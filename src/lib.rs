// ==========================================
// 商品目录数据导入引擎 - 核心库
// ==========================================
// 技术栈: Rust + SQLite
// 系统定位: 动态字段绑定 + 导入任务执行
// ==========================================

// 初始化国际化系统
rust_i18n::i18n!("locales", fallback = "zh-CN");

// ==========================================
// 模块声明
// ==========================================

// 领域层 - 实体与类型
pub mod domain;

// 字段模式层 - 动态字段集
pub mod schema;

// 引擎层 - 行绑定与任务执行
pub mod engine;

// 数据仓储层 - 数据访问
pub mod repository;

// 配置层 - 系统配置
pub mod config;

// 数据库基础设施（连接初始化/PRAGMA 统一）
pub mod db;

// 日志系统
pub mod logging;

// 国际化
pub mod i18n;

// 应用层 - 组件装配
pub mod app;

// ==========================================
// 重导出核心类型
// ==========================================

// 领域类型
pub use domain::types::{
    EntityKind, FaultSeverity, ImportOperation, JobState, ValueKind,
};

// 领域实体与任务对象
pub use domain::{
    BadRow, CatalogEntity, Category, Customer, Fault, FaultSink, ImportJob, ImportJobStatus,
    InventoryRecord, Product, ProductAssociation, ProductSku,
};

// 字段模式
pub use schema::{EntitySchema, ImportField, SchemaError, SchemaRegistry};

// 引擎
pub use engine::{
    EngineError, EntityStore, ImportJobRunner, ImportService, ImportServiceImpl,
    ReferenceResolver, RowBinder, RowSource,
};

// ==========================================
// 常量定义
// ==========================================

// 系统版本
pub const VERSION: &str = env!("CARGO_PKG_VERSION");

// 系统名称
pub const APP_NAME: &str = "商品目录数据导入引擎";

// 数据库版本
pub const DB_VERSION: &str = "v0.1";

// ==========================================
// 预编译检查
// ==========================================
----
Copy the listing in full, and keep every word exactly as it is.

filename src/lib.rs
// ==========================================
// 商品目录数据导入引擎 - 核心库
// ==========================================
// 技术栈: Rust + SQLite
// 系统定位: 动态字段绑定 + 导入任务执行
// ==========================================

// 初始化国际化系统
rust_i18n::i18n!("locales", fallback = "zh-CN");

// ==========================================
// 模块声明
// ==========================================

// 领域层 - 实体与类型
pub mod domain;

// 字段模式层 - 动态字段集
pub mod schema;

// 引擎层 - 行绑定与任务执行
pub mod engine;

// 数据仓储层 - 数据访问
pub mod repository;

// 配置层 - 系统配置
pub mod config;

// 数据库基础设施（连接初始化/PRAGMA 统一）
pub mod db;

// 日志系统
pub mod logging;

// 国际化
pub mod i18n;

// 应用层 - 组件装配
pub mod app;

// ==========================================
// 重导出核心类型
// ==========================================

// 领域类型
pub use domain::types::{
    EntityKind, FaultSeverity, ImportOperation, JobState, ValueKind,
};

// 领域实体与任务对象
pub use domain::{
    BadRow, CatalogEntity, Category, Customer, Fault, FaultSink, ImportJob, ImportJobStatus,
    InventoryRecord, Product, ProductAssociation, ProductSku,
};

// 字段模式
pub use schema::{EntitySchema, ImportField, SchemaError, SchemaRegistry};

// 引擎
pub use engine::{
    EngineError, EntityStore, ImportJobRunner, ImportService, ImportServiceImpl,
    ReferenceResolver, RowBinder, RowSource,
};

// ==========================================
// 常量定义
// ==========================================

// 系统版本
pub const VERSION: &str = env!("CARGO_PKG_VERSION");

// 系统名称
pub const APP_NAME: &str = "商品目录数据导入引擎";

// 数据库版本
pub const DB_VERSION: &str = "v0.1";

// ==========================================
// 预编译检查
// ==========================================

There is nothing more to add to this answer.